A decisão de abdicar dessa responsabilidade é má, entregá-la sem mais nem menos à SCML é péssima. Porquê à SCML e não a outra entidade? Que competências técnicas em cuidados continuados tem a SCML que façam a diferença? Não se reconhece à SCML excelência na matéria que justifique um “ajuste direto”. Minorava-se o erro do outsourcing fazendo um concurso nacional ou mesmo internacional, dando oportunidade às entidades com provas dadas.
Abdicar de um concurso cedendo esse serviço à SCML sem explicar as razões dessa decisão pode levantar suspeitas de clientelismo político. Não basta ser sério, há que parecê-lo. O MDN tem recorrido frequentemente à consultadoria da antiga ministra da saúde Ana Jorge, que dirige uma unidade de cuidados integrados da SCML, no processo da reforma da saúde militar, o que coloca os dois numa situação delicada. Em política as perceções contam.
A ligeireza do tratamento do dossiê do HMB não se limita ao MDN. Alarga-se à Comissão Parlamentar de Defesa. Controlo democrático não se resume aos debates do primeiro-ministro com a oposição no plenário da Assembleia da República. Era conveniente que os deputados fizessem o trabalho de casa para colocarem ao ministro as perguntas certas, evitando retóricas ocas e inúteis, de quem não domina os dossiês.
A relevância do caso HMB e do assalto ao interesse público prende-se com outro aspeto de não menor importância, e que tem a ver com a forma como as entidades públicas se relacionam com os cidadãos.
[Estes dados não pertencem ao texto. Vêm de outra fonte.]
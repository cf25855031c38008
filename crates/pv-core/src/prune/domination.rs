//! Pointwise domination.

use crate::alpha::vector::is_dominated;
use crate::alpha::AlphaList;

/// True when some member of `list` strictly dominates `candidate`.
pub fn is_pointwise_dominated(candidate: &[f64], list: &AlphaList) -> bool {
    list.iter().any(|node| is_dominated(candidate, &node.alpha))
}

/// Remove every vector that another member strictly dominates.
///
/// Returns the number of vectors removed. Lists shorter than two are left
/// alone.
pub fn domination_check(list: &mut AlphaList) -> usize {
    if list.len() < 2 {
        return 0;
    }
    list.clear_marks();
    for i in 0..list.len() {
        let reference = match list.node(i) {
            Some(node) if !node.mark => node.alpha.clone(),
            _ => continue,
        };
        list.mark_dominated(&reference);
    }
    list.remove_marked()
}
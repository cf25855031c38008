//! POMDP Exact Value Iteration Core Library
//!
//! This library provides the solver behind the `pv-core` binary:
//! - Alpha-vector lists, their file format and provenance links
//! - The LP region oracle and the pruning algorithms built on it
//! - Projections, cross-sums and the incremental-pruning backup
//! - The epoch driver, convergence tests and policy graphs
//! - Exit codes and structured logging for the CLI
//!
//! The binary entry point is in `main.rs`.

pub mod alpha;
pub mod backup;
pub mod belief;
pub mod cross_sum;
pub mod exit_codes;
pub mod logging;
pub mod model;
pub mod policy_graph;
pub mod projection;
pub mod prune;
pub mod region;
pub mod solver;
pub mod stop;

pub use alpha::{AlphaList, AlphaNode, NodeHandle, Provenance};
pub use model::{DenseModel, PomdpModel};
pub use policy_graph::PolicyGraph;
pub use solver::{SolveFailure, SolveOutcome, Solver, StopReason};

// Shared fixtures for unit tests
#[cfg(any(test, feature = "test-utils"))]
pub mod test_utils;
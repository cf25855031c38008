//! Dense in-memory model with sparse transition rows.

use super::{ModelError, ModelSpec, PomdpModel, Result, RewardAdjustment};

/// Row sums must be within this of 1.
pub const STOCHASTIC_TOLERANCE: f64 = 1e-6;

/// A fully materialized POMDP.
#[derive(Debug, Clone)]
pub struct DenseModel {
    num_states: usize,
    num_actions: usize,
    num_observations: usize,
    discount: f64,
    /// `[a][s]` -> non-zero `(s', p)` pairs.
    transitions: Vec<Vec<Vec<(usize, f64)>>>,
    /// Flat `[a][s'][z]`.
    observations: Vec<f64>,
    /// Flat `[a][s]`, adjusted.
    rewards: Vec<f64>,
    adjustment: RewardAdjustment,
    start: Option<Vec<f64>>,
}

impl DenseModel {
    /// Validate a parsed model file and build the solver view of it.
    pub fn from_spec(spec: &ModelSpec, require_non_negative: bool) -> Result<Self> {
        let (n, na, nz) = (spec.states, spec.actions, spec.observations);
        if n == 0 {
            return Err(ModelError::Empty("state"));
        }
        if na == 0 {
            return Err(ModelError::Empty("action"));
        }
        if nz == 0 {
            return Err(ModelError::Empty("observation"));
        }
        if !(0.0..=1.0).contains(&spec.discount) {
            return Err(ModelError::BadDiscount(spec.discount));
        }

        check_len("transitions", na, spec.transitions.len())?;
        check_len("observation_probs", na, spec.observation_probs.len())?;
        check_len("rewards", na, spec.rewards.len())?;

        let mut transitions = Vec::with_capacity(na);
        for (a, matrix) in spec.transitions.iter().enumerate() {
            check_len(&format!("transitions[{a}]"), n, matrix.len())?;
            let mut rows = Vec::with_capacity(n);
            for (s, row) in matrix.iter().enumerate() {
                let what = format!("transitions[{a}][{s}]");
                check_distribution(&what, n, row)?;
                rows.push(
                    row.iter()
                        .enumerate()
                        .filter(|&(_, &p)| p != 0.0)
                        .map(|(next, &p)| (next, p))
                        .collect(),
                );
            }
            transitions.push(rows);
        }

        let mut observations = Vec::with_capacity(na * n * nz);
        for (a, matrix) in spec.observation_probs.iter().enumerate() {
            check_len(&format!("observation_probs[{a}]"), n, matrix.len())?;
            for (next, row) in matrix.iter().enumerate() {
                check_distribution(&format!("observation_probs[{a}][{next}]"), nz, row)?;
                observations.extend_from_slice(row);
            }
        }

        for (a, row) in spec.rewards.iter().enumerate() {
            check_len(&format!("rewards[{a}]"), n, row.len())?;
            if let Some(bad) = row.iter().find(|r| !r.is_finite()) {
                return Err(ModelError::Parse {
                    path: String::new(),
                    message: format!("rewards[{a}] contains non-finite value {bad}"),
                });
            }
        }
        let raw: Vec<f64> = spec.rewards.iter().flatten().copied().collect();
        let adjustment =
            RewardAdjustment::from_values(spec.values, raw.iter().copied(), require_non_negative);
        let rewards = raw.iter().map(|&r| adjustment.adjust(r)).collect();

        if let Some(start) = &spec.start {
            check_distribution("start", n, start)?;
        }

        Ok(DenseModel {
            num_states: n,
            num_actions: na,
            num_observations: nz,
            discount: spec.discount,
            transitions,
            observations,
            rewards,
            adjustment,
            start: spec.start.clone(),
        })
    }

    /// Replace the model discount.
    pub fn with_discount(mut self, discount: f64) -> Result<Self> {
        if !(0.0..=1.0).contains(&discount) {
            return Err(ModelError::BadDiscount(discount));
        }
        self.discount = discount;
        Ok(self)
    }

    /// Initial belief from the model file, if any.
    pub fn start(&self) -> Option<&[f64]> {
        self.start.as_deref()
    }
}

fn check_len(what: &str, expected: usize, found: usize) -> Result<()> {
    if expected != found {
        return Err(ModelError::Shape {
            what: what.to_string(),
            expected,
            found,
        });
    }
    Ok(())
}

fn check_distribution(what: &str, len: usize, row: &[f64]) -> Result<()> {
    check_len(what, len, row.len())?;
    if let Some(&bad) = row.iter().find(|p| !p.is_finite() || **p < 0.0 || **p > 1.0) {
        return Err(ModelError::BadProbability {
            what: what.to_string(),
            value: bad,
        });
    }
    let sum: f64 = row.iter().sum();
    if (sum - 1.0).abs() > STOCHASTIC_TOLERANCE {
        return Err(ModelError::NotStochastic {
            what: what.to_string(),
            sum,
        });
    }
    Ok(())
}

impl PomdpModel for DenseModel {
    fn num_states(&self) -> usize {
        self.num_states
    }

    fn num_actions(&self) -> usize {
        self.num_actions
    }

    fn num_observations(&self) -> usize {
        self.num_observations
    }

    fn discount(&self) -> f64 {
        self.discount
    }

    fn transitions(&self, action: usize, state: usize) -> &[(usize, f64)] {
        &self.transitions[action][state]
    }

    fn observation(&self, action: usize, next_state: usize, obs: usize) -> f64 {
        self.observations[(action * self.num_states + next_state) * self.num_observations + obs]
    }

    fn reward(&self, action: usize, state: usize) -> f64 {
        self.rewards[action * self.num_states + state]
    }

    fn reward_adjustment(&self) -> RewardAdjustment {
        self.adjustment
    }
}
Um governo não deve visitar/inaugurar um hospital sem doentes, colocando camas no local apenas para as câmaras de televisão (retiradas após a saída das altas entidades). Não é com “golpes” desta natureza que os autores se credibilizam e se credibiliza o regime democrático.
É grande a nebulosa sobre o negócio associado à alienação do HMB. São muitas as dúvidas. Está por esclarecer o modelo de negócio, os valores, a maturidade da parceria, que tipo de parceria e contrapartidas. Quase tudo o que é importante saber. Parece, no entanto, não ser o único caso.
Situação semelhante ocorre com a transferência do Ministério da Defesa Nacional das atuais instalações para onde esteve aquartelado até há pouco tempo o Regimento de Lanceiros. Pouco se sabe sobre os contornos do negócio e da engenharia financeira que lhe está associada. Está igualmente por esclarecer a escandalosa aquisição de drones por ajuste direto, no valor de 4,5 milhões de euros, que não chegaram a ser entregues no prazo estipulado, nem desempenharam a sua função de reconhecimento e vigilância de incêndios.
Parece que o Tribunal de Contas encontrará aqui abundante matéria para exercer a sua ação fiscalizadora e de auditoria da utilização e gestão dos dinheiros públicos.